Court Opinion

ID: 9649312
Source: CourtListenerOpinion
Date Created: 2023-08-23 14:48:13.185332+00
Date Added: 2024-06-11T10:01:27.476777
License: Public Domain

LEIBSON, Justice,
concurring.
Respectfully, I concur in the Majority Opinion except insofar as it directs the trial court to use at retrial the definition of “extreme emotional disturbance” from McClellan v. Commonwealth, Ky., 715 S.W.2d 464, 468-69 (1986). The problem with that definition is that it limits the defense of extreme emotional disturbance to proof that the defendant acted “uncontrollably.” As I stated in my Concurring Opinion in McClellan:
“The word ‘uncontrollably’ applies more suitably to the mental state associated with temporary insanity than it applies to the mental state associated with extreme emotional disturbance.” Id. at 474.
Our murder and manslaughter statutes, as codified in the Kentucky Penal Code, derive from the Model Penal Code of the American Law Institute, adopted at the 1962 Annual Meeting. An extensive discussion of the meaning intended by the ALI Model Code, and by our Kentucky Penal Code, is found in the ALI Model Penal Code and Commentaries, Part II, Section 210.3(5), pp. 53-73 (1980). The reader needs to review these twenty pages to gain a proper understanding of the term “extreme emotional disturbance.” To spare the reader I will not try to summarize the discussion in the Commentaries in this Concurring Opinion, nor will I repeat the reasons I stated in McClellan. It suffices to say that we are dealing here with a complex concept of diminished criminal responsibility that cuts across the doctrine of provocation, but is much broader than that.

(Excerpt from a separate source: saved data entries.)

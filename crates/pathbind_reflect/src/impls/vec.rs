use crate::Reflect;
use crate::info::{GenericTypeInfoCell, GenericTypePathCell, ListInfo, ReflectKind};
use crate::info::{TypeInfo, TypePath, Typed};
use crate::ops::{List, ReflectMut, ReflectOwned, ReflectRef};
use crate::registry::{FromType, GetTypeMeta, TypeMeta, TypeRegistry, TypeTraitDefault};

impl<T: Reflect + Typed> TypePath for Vec<T> {
    fn type_path() -> &'static str {
        static CELL: GenericTypePathCell = GenericTypePathCell::new();
        CELL.get_or_insert::<Self>(|| format!("alloc::vec::Vec<{}>", T::type_path()))
    }

    fn type_name() -> &'static str {
        static CELL: GenericTypePathCell = GenericTypePathCell::new();
        CELL.get_or_insert::<Self>(|| format!("Vec<{}>", T::type_name()))
    }
}

pub(super) fn collect_items<T: Reflect>(items: Vec<Box<dyn Reflect>>) -> Option<Vec<T>> {
    items.into_iter().map(|item| item.take::<T>().ok()).collect()
}

fn vec_from_items<T: Reflect + Typed>(items: Vec<Box<dyn Reflect>>) -> Option<Box<dyn Reflect>> {
    let items = collect_items::<T>(items)?;
    Some(Box::new(items))
}

impl<T: Reflect + Typed> Typed for Vec<T> {
    fn type_info() -> &'static TypeInfo {
        static CELL: GenericTypeInfoCell = GenericTypeInfoCell::new();
        CELL.get_or_insert::<Self>(|| TypeInfo::List(ListInfo::new::<Self, T>(vec_from_items::<T>)))
    }
}

impl<T: Reflect + Typed> Reflect for Vec<T> {
    #[inline]
    fn as_reflect(&self) -> &dyn Reflect {
        self
    }

    #[inline]
    fn as_reflect_mut(&mut self) -> &mut dyn Reflect {
        self
    }

    #[inline]
    fn into_reflect(self: Box<Self>) -> Box<dyn Reflect> {
        self
    }

    #[inline]
    fn set(&mut self, value: Box<dyn Reflect>) -> Result<(), Box<dyn Reflect>> {
        *self = value.take::<Self>()?;
        Ok(())
    }

    #[inline]
    fn reflect_kind(&self) -> ReflectKind {
        ReflectKind::List
    }

    #[inline]
    fn reflect_ref(&self) -> ReflectRef<'_> {
        ReflectRef::List(self)
    }

    #[inline]
    fn reflect_mut(&mut self) -> ReflectMut<'_> {
        ReflectMut::List(self)
    }

    #[inline]
    fn reflect_owned(self: Box<Self>) -> ReflectOwned {
        ReflectOwned::List(self)
    }
}

impl<T: Reflect + Typed> List for Vec<T> {
    #[inline]
    fn get(&self, index: usize) -> Option<&dyn Reflect> {
        self.as_slice().get(index).map(|item| item as &dyn Reflect)
    }

    #[inline]
    fn get_mut(&mut self, index: usize) -> Option<&mut dyn Reflect> {
        self.as_mut_slice()
            .get_mut(index)
            .map(|item| item as &mut dyn Reflect)
    }

    #[inline]
    fn len(&self) -> usize {
        Vec::len(self)
    }

    fn into_item(self: Box<Self>, index: usize) -> Option<Box<dyn Reflect>> {
        (*self)
            .into_iter()
            .nth(index)
            .map(|item| Box::new(item) as Box<dyn Reflect>)
    }
}

impl<T: GetTypeMeta + Reflect> GetTypeMeta for Vec<T> {
    fn get_type_meta() -> TypeMeta {
        TypeMeta::of::<Self>().with_trait(<TypeTraitDefault as FromType<Self>>::from_type())
    }

    fn register_dependencies(registry: &mut TypeRegistry) {
        registry.register::<T>();
    }
}

// -----------------------------------------------------------------------------
// Tests

#[cfg(test)]
mod tests {
    use crate::Reflect;
    use crate::info::{TypePath, Typed};
    use crate::ops::List;

    #[test]
    fn type_path() {
        assert_eq!(<Vec<u8>>::type_path(), "alloc::vec::Vec<u8>");
        assert_eq!(<Vec<Option<u8>>>::type_name(), "Vec<Option<u8>>");
    }

    #[test]
    fn from_items_checks_every_item() {
        let info = <Vec<u8>>::type_info().as_list().unwrap();
        assert!(info.item().is::<u8>());
        assert_eq!(info.capacity(), None);

        let built = info
            .from_items(vec![Box::new(1_u8) as Box<dyn Reflect>, Box::new(2_u8)])
            .unwrap();
        assert_eq!(built.take::<Vec<u8>>().unwrap(), vec![1, 2]);

        assert!(info.from_items(vec![Box::new(1_u8) as Box<dyn Reflect>, Box::new(2_u32)]).is_none());
    }

    #[test]
    fn list_access() {
        let mut items = vec![10_u32, 20, 30];
        assert_eq!(List::len(&items), 3);
        assert!(List::get(&items, 3).is_none());

        List::get_mut(&mut items, 1).unwrap().set(Box::new(21_u32)).unwrap();
        assert_eq!(items[1], 21);

        let boxed: Box<dyn List> = Box::new(items);
        let third = boxed.into_item(2).unwrap();
        assert_eq!(third.take::<u32>().unwrap(), 30);
    }
}
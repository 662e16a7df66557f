use crate::Reflect;

/// A value that may be absent.
pub trait Nullable: Reflect {
    fn get(&self) -> Option<&dyn Reflect>;

    fn get_mut(&mut self) -> Option<&mut dyn Reflect>;

    fn into_inner(self: Box<Self>) -> Option<Box<dyn Reflect>>;

    /// Stores an inner value, handing it back if it has the wrong type.
    fn set_some(&mut self, value: Box<dyn Reflect>) -> Result<(), Box<dyn Reflect>>;

    fn set_none(&mut self);
}
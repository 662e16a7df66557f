use core::any::{Any, TypeId};
use core::fmt;

use pathbind_utils::TypeIdMap;

use crate::info::{Type, TypeInfo, Typed};
use crate::registry::TypeTrait;

/// Runtime metadata of a type: its [`TypeInfo`] plus type traits.
///
/// # Examples
///
/// ```
/// use pathbind_reflect::registry::{FromType, TypeMeta, TypeTraitDefault};
///
/// let mut meta = TypeMeta::of::<u32>();
/// meta.insert_trait(<TypeTraitDefault as FromType<u32>>::from_type());
/// assert!(meta.has_trait::<TypeTraitDefault>());
/// ```
pub struct TypeMeta {
    info: &'static TypeInfo,
    traits: TypeIdMap<Box<dyn TypeTrait>>,
}

impl TypeMeta {
    /// Metadata without any type traits.
    #[inline]
    pub fn of<T: Typed>() -> Self {
        Self {
            info: T::type_info(),
            traits: TypeIdMap::new(),
        }
    }

    #[inline]
    pub const fn info(&self) -> &'static TypeInfo {
        self.info
    }

    #[inline]
    pub fn ty(&self) -> &'static Type {
        self.info.ty()
    }

    #[inline]
    pub fn type_id(&self) -> TypeId {
        self.info.type_id()
    }

    /// Inserts a type trait, replacing an existing one of the same type.
    #[inline]
    pub fn insert_trait<D: TypeTrait>(&mut self, data: D) {
        self.traits.insert(TypeId::of::<D>(), Box::new(data));
    }

    #[inline]
    pub fn with_trait<D: TypeTrait>(mut self, data: D) -> Self {
        self.insert_trait(data);
        self
    }

    #[inline]
    pub fn get_trait<D: TypeTrait>(&self) -> Option<&D> {
        let data: &dyn Any = &**self.traits.get(TypeId::of::<D>())?;
        data.downcast_ref::<D>()
    }

    #[inline]
    pub fn has_trait<D: TypeTrait>(&self) -> bool {
        self.traits.contains(TypeId::of::<D>())
    }

    #[inline]
    pub fn trait_len(&self) -> usize {
        self.traits.len()
    }
}

impl Clone for TypeMeta {
    fn clone(&self) -> Self {
        let mut traits = TypeIdMap::new();
        for (id, data) in self.traits.iter() {
            traits.insert(id, (**data).clone_type_trait());
        }
        Self {
            info: self.info,
            traits,
        }
    }
}

impl fmt::Debug for TypeMeta {
    fn fmt(&self, f: &mut fmt::Formatter<'_>) -> fmt::Result {
        f.debug_struct("TypeMeta")
            .field("type", self.ty())
            .field("kind", &self.info.kind())
            .field("traits", &self.traits.len())
            .finish()
    }
}

// -----------------------------------------------------------------------------
// Tests

#[cfg(test)]
mod tests {
    use super::TypeMeta;
    use crate::registry::{FromType, TypeTraitDefault};

    #[test]
    fn clone_keeps_traits() {
        let meta = TypeMeta::of::<String>()
            .with_trait(<TypeTraitDefault as FromType<String>>::from_type());
        let copy = meta.clone();
        drop(meta);

        assert_eq!(copy.trait_len(), 1);
        let ctor = copy.get_trait::<TypeTraitDefault>().unwrap();
        assert_eq!(ctor.default().take::<String>().unwrap(), "");
    }
}
use std::sync::{Arc, PoisonError, RwLock, RwLockReadGuard, RwLockWriteGuard};

use crate::registry::TypeRegistry;

/// A shared [`TypeRegistry`].
///
/// Registration is expected at start-up; afterwards the registry is read far
/// more often than written.
#[derive(Clone, Default, Debug)]
pub struct TypeRegistryArc {
    internal: Arc<RwLock<TypeRegistry>>,
}

impl TypeRegistryArc {
    #[inline]
    pub fn new(registry: TypeRegistry) -> Self {
        Self {
            internal: Arc::new(RwLock::new(registry)),
        }
    }

    /// Takes a read lock, ignoring poisoning.
    #[inline]
    pub fn read(&self) -> RwLockReadGuard<'_, TypeRegistry> {
        self.internal.read().unwrap_or_else(PoisonError::into_inner)
    }

    /// Takes a write lock, ignoring poisoning.
    #[inline]
    pub fn write(&self) -> RwLockWriteGuard<'_, TypeRegistry> {
        self.internal.write().unwrap_or_else(PoisonError::into_inner)
    }
}
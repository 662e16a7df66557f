//! Typed paths into reflected values.
//!
//! An [`Accessor`] is a validated chain of [steps](Step) from a root type to
//! a member, a list element or the result of a method. It is built once,
//! either from steps or by parsing a path such as `|x| x.child.items[i]`,
//! and then read from or written to any number of roots.
//!
//! Index expressions and method arguments inside a path are folded to
//! constants when the accessor is built, reading captured variables from
//! [`Captures`].
//!
//! Reads are safe-navigating: an absent `Option` or an out-of-range list
//! index on the way reads as `None`, and writes through it do nothing.
//!
//! # Examples
//!
//! ```
//! use pathbind_access::{Accessor, Captures};
//! use pathbind_reflect::derive::Reflect;
//!
//! #[derive(Reflect)]
//! struct Team {
//!     members: Vec<Member>,
//! }
//!
//! #[derive(Reflect)]
//! struct Member {
//!     name: String,
//! }
//!
//! let last = 1_usize;
//! let accessor = Accessor::parse_with::<Team>(
//!     "|t| t.members[last].name",
//!     &Captures::new().with("last", &last),
//! )
//! .unwrap();
//!
//! let mut team = Team {
//!     members: vec![
//!         Member { name: "Ada".into() },
//!         Member { name: "Grace".into() },
//!     ],
//! };
//! assert_eq!(accessor.get_value(&team).unwrap().downcast_ref::<String>().unwrap(), "Grace");
//!
//! accessor.set_value(&mut team, Box::new(String::from("Barbara"))).unwrap();
//! assert_eq!(team.members[1].name, "Barbara");
//!
//! let getter = accessor.to_compiled_callable();
//! assert_eq!(getter.call(&team).unwrap().downcast_ref::<String>().unwrap(), "Barbara");
//! ```

// -----------------------------------------------------------------------------
// Modules

mod accessor;
mod compiled;
mod error;
mod parser;
mod step;
mod value;

// -----------------------------------------------------------------------------
// Exports

pub use accessor::{Accessor, AccessorKind};
pub use compiled::{CompiledGetter, GetterFn};
pub use error::{AccessError, ConstructionError, FoldError, ParseError};
pub use parser::Captures;
pub use step::{Constant, IndexStep, MemberStep, MethodStep, Step};
pub use value::Value;

// -----------------------------------------------------------------------------
// Test models

#[cfg(test)]
pub(crate) mod tests {
    use pathbind_reflect::derive::Reflect;

    #[derive(Reflect, Default, Debug, Clone, PartialEq)]
    #[reflect(default)]
    pub struct Target {
        pub name: String,
        pub age: i32,
        pub child: Option<Child>,
        pub numbers: Vec<i32>,
        #[reflect(readonly)]
        pub id: u32,
    }

    #[derive(Reflect, Default, Debug, Clone, PartialEq)]
    #[reflect(default, method(label, arg))]
    pub struct Child {
        pub grand_child: Option<GrandChild>,
        pub second: GrandChild,
        pub items: Vec<GrandChild>,
    }

    impl Child {
        pub fn label(&self, prefix: String) -> String {
            format!("{prefix}{}", self.items.len())
        }
    }

    #[derive(Reflect, Default, Debug, Clone, PartialEq)]
    #[reflect(default, method(describe), method(plus_days, arg))]
    pub struct GrandChild {
        pub birthday: u32,
        pub name: String,
    }

    impl GrandChild {
        pub fn describe(&self) -> String {
            format!("{}@{}", self.name, self.birthday)
        }

        pub fn plus_days(&self, days: u32) -> u32 {
            self.birthday + days
        }
    }
}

As stated in some prefatory remarks at p. 49 of the ALI Code and Commentaries, supra, discussing “Innovations of the Model Code,” “the formulation in Subsection (l)(b) [of murder reduced to manslaughter when ‘committed under the influence of extreme mental or emotional disturbance’] represents a substantial enlargement of the class of cases which would otherwise be murder but which could be reduced to manslaughter under then existing law because the homicidal act occurred in the ‘heat of passion’ upon ‘adequate provocation.’ ”
As I stated in McClellan:
“The statutory scheme does not require that extreme emotional disturbance be the sole or exclusive cause of the act, as the word ‘uncontrollably’ seemingly implies.” Id. at 474.

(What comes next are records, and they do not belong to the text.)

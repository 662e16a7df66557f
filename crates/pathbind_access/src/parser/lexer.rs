use crate::ParseError;

#[derive(Debug, Clone, PartialEq, Eq)]
pub(crate) enum TokenKind {
    Ident(String),
    Int(i128),
    Str(String),
    Pipe,
    Dot,
    Comma,
    Colon,
    ColonColon,
    Semi,
    LBracket,
    RBracket,
    LParen,
    RParen,
    Plus,
    Minus,
    Star,
    Slash,
    Percent,
    Bang,
    Amp,
    EqEq,
    NotEq,
    Lt,
    Le,
    Gt,
    Ge,
    AndAnd,
    OrOr,
    Eof,
}

impl TokenKind {
    pub(crate) fn describe(&self) -> String {
        match self {
            Self::Ident(name) => format!("`{name}`"),
            Self::Int(value) => format!("`{value}`"),
            Self::Str(value) => format!("{value:?}"),
            Self::Eof => String::from("end of path"),
            other => format!("`{}`", other.symbol()),
        }
    }

    fn symbol(&self) -> &'static str {
        match self {
            Self::Pipe => "|",
            Self::Dot => ".",
            Self::Comma => ",",
            Self::Colon => ":",
            Self::ColonColon => "::",
            Self::Semi => ";",
            Self::LBracket => "[",
            Self::RBracket => "]",
            Self::LParen => "(",
            Self::RParen => ")",
            Self::Plus => "+",
            Self::Minus => "-",
            Self::Star => "*",
            Self::Slash => "/",
            Self::Percent => "%",
            Self::Bang => "!",
            Self::Amp => "&",
            Self::EqEq => "==",
            Self::NotEq => "!=",
            Self::Lt => "<",
            Self::Le => "<=",
            Self::Gt => ">",
            Self::Ge => ">=",
            Self::AndAnd => "&&",
            Self::OrOr => "||",
            Self::Ident(_) | Self::Int(_) | Self::Str(_) | Self::Eof => "",
        }
    }
}

#[derive(Debug, Clone, PartialEq, Eq)]
pub(crate) struct Token {
    pub kind: TokenKind,
    pub offset: usize,
}

/// Integer suffixes with the largest literal each accepts. Signed limits are
/// the magnitude of `MIN` so that `-128i8` lexes.
const INT_SUFFIXES: &[(&str, u128)] = &[
    ("u8", u8::MAX as u128),
    ("u16", u16::MAX as u128),
    ("u32", u32::MAX as u128),
    ("u64", u64::MAX as u128),
    ("u128", u128::MAX),
    ("usize", usize::MAX as u128),
    ("i8", i8::MIN.unsigned_abs() as u128),
    ("i16", i16::MIN.unsigned_abs() as u128),
    ("i32", i32::MIN.unsigned_abs() as u128),
    ("i64", i64::MIN.unsigned_abs() as u128),
    ("i128", i128::MAX as u128),
    ("isize", isize::MIN.unsigned_abs() as u128),
];

/// Splits a path into tokens, ending with [`TokenKind::Eof`].
pub(crate) fn tokenize(path: &str) -> Result<Vec<Token>, ParseError> {
    let mut lexer = Lexer {
        path,
        bytes: path.as_bytes(),
        pos: 0,
    };
    let mut tokens = Vec::new();
    loop {
        let token = lexer.next_token()?;
        let done = token.kind == TokenKind::Eof;
        tokens.push(token);
        if done {
            return Ok(tokens);
        }
    }
}

struct Lexer<'p> {
    path: &'p str,
    bytes: &'p [u8],
    pos: usize,
}

impl<'p> Lexer<'p> {
    fn error(&self, offset: usize, message: impl Into<String>) -> ParseError {
        ParseError {
            offset,
            path: self.path.to_owned(),
            message: message.into(),
        }
    }

    #[inline]
    fn peek(&self) -> Option<u8> {
        self.bytes.get(self.pos).copied()
    }

    #[inline]
    fn peek_at(&self, ahead: usize) -> Option<u8> {
        self.bytes.get(self.pos + ahead).copied()
    }

    fn next_token(&mut self) -> Result<Token, ParseError> {
        while self.peek().is_some_and(|b| b.is_ascii_whitespace()) {
            self.pos += 1;
        }

        let offset = self.pos;
        let Some(byte) = self.peek() else {
            return Ok(Token {
                kind: TokenKind::Eof,
                offset,
            });
        };

        let kind = match byte {
            b'a'..=b'z' | b'A'..=b'Z' | b'_' => self.ident(),
            b'0'..=b'9' => self.int()?,
            b'"' => self.string()?,
            _ => self.punct()?,
        };
        Ok(Token { kind, offset })
    }

    fn take_while(&mut self, f: impl Fn(u8) -> bool) -> &'p str {
        let path = self.path;
        let start = self.pos;
        while self.peek().is_some_and(&f) {
            self.pos += 1;
        }
        &path[start..self.pos]
    }

    fn ident(&mut self) -> TokenKind {
        let ident = self.take_while(|b| b.is_ascii_alphanumeric() || b == b'_');
        TokenKind::Ident(ident.to_owned())
    }

    fn int(&mut self) -> Result<TokenKind, ParseError> {
        let start = self.pos;
        let digits: String = self
            .take_while(|b| b.is_ascii_digit() || b == b'_')
            .chars()
            .filter(|c| *c != '_')
            .collect();

        let suffix_start = self.pos;
        let suffix = self.take_while(|b| b.is_ascii_alphanumeric() || b == b'_');
        let limit = if suffix.is_empty() {
            i128::MAX as u128
        } else {
            match INT_SUFFIXES.iter().find(|(name, _)| *name == suffix) {
                Some(&(_, limit)) => limit,
                None => {
                    let message = format!("invalid suffix `{suffix}` for integer literal");
                    return Err(self.error(suffix_start, message));
                }
            }
        };

        let value = digits
            .parse::<i128>()
            .map_err(|_| self.error(start, "integer literal is too large"))?;
        if value as u128 > limit {
            let message = format!("integer literal is out of range for `{suffix}`");
            return Err(self.error(start, message));
        }
        Ok(TokenKind::Int(value))
    }

    fn string(&mut self) -> Result<TokenKind, ParseError> {
        let start = self.pos;
        self.pos += 1;
        let mut value = String::new();
        loop {
            let rest = &self.path[self.pos..];
            let Some(c) = rest.chars().next() else {
                return Err(self.error(start, "unterminated string literal"));
            };
            self.pos += c.len_utf8();
            match c {
                '"' => return Ok(TokenKind::Str(value)),
                '\\' => {
                    let escaped = match self.peek() {
                        Some(b'"') => '"',
                        Some(b'\\') => '\\',
                        Some(b'n') => '\n',
                        Some(b't') => '\t',
                        Some(b'r') => '\r',
                        Some(b'0') => '\0',
                        _ => return Err(self.error(self.pos - 1, "unknown character escape")),
                    };
                    self.pos += 1;
                    value.push(escaped);
                }
                c => value.push(c),
            }
        }
    }

    fn punct(&mut self) -> Result<TokenKind, ParseError> {
        let offset = self.pos;
        let next = self.peek_at(1);
        let (kind, len) = match (self.bytes[offset], next) {
            (b'|', Some(b'|')) => (TokenKind::OrOr, 2),
            (b'&', Some(b'&')) => (TokenKind::AndAnd, 2),
            (b'=', Some(b'=')) => (TokenKind::EqEq, 2),
            (b'!', Some(b'=')) => (TokenKind::NotEq, 2),
            (b'<', Some(b'=')) => (TokenKind::Le, 2),
            (b'>', Some(b'=')) => (TokenKind::Ge, 2),
            (b':', Some(b':')) => (TokenKind::ColonColon, 2),
            (b'|', _) => (TokenKind::Pipe, 1),
            (b'&', _) => (TokenKind::Amp, 1),
            (b'!', _) => (TokenKind::Bang, 1),
            (b'<', _) => (TokenKind::Lt, 1),
            (b'>', _) => (TokenKind::Gt, 1),
            (b':', _) => (TokenKind::Colon, 1),
            (b';', _) => (TokenKind::Semi, 1),
            (b'.', _) => (TokenKind::Dot, 1),
            (b',', _) => (TokenKind::Comma, 1),
            (b'[', _) => (TokenKind::LBracket, 1),
            (b']', _) => (TokenKind::RBracket, 1),
            (b'(', _) => (TokenKind::LParen, 1),
            (b')', _) => (TokenKind::RParen, 1),
            (b'+', _) => (TokenKind::Plus, 1),
            (b'-', _) => (TokenKind::Minus, 1),
            (b'*', _) => (TokenKind::Star, 1),
            (b'/', _) => (TokenKind::Slash, 1),
            (b'%', _) => (TokenKind::Percent, 1),
            _ => {
                let c = self.path[offset..].chars().next().unwrap_or('?');
                return Err(self.error(offset, format!("unexpected character `{c}`")));
            }
        };
        self.pos += len;
        Ok(kind)
    }
}

// -----------------------------------------------------------------------------
// Tests
use crate::DEFAULT_SEPARATOR;

/// Runtime configuration of a [`Binder`](crate::Binder).
#[derive(Debug, Clone, Copy, PartialEq, Eq)]
pub struct BinderOptions {
    /// Joins a nested member's name and its own keys, `.` by default.
    pub separator: &'static str,
    /// Whether struct-typed members without a converter are bound
    /// recursively. On by default.
    pub nested: bool,
}

impl BinderOptions {
    #[inline]
    pub const fn with_separator(mut self, separator: &'static str) -> Self {
        self.separator = separator;
        self
    }

    #[inline]
    pub const fn with_nested(mut self, nested: bool) -> Self {
        self.nested = nested;
        self
    }
}

impl Default for BinderOptions {
    fn default() -> Self {
        Self {
            separator: DEFAULT_SEPARATOR,
            nested: true,
        }
    }
}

In my judgment a principled application of the Kentucky Penal Code, in terms of its historical source, requires us to apply the element of “extreme emotional disturbance” as it was intended, as meaning a state of mind justifying a lesser penalty because of a lesser degree of criminal intent. Instead, we have so defined it in McClellan that, taken literally, the concept applies only when there is no criminal intent. It is now empty of meaning.
LAMBERT, J., joins this concurring opinion.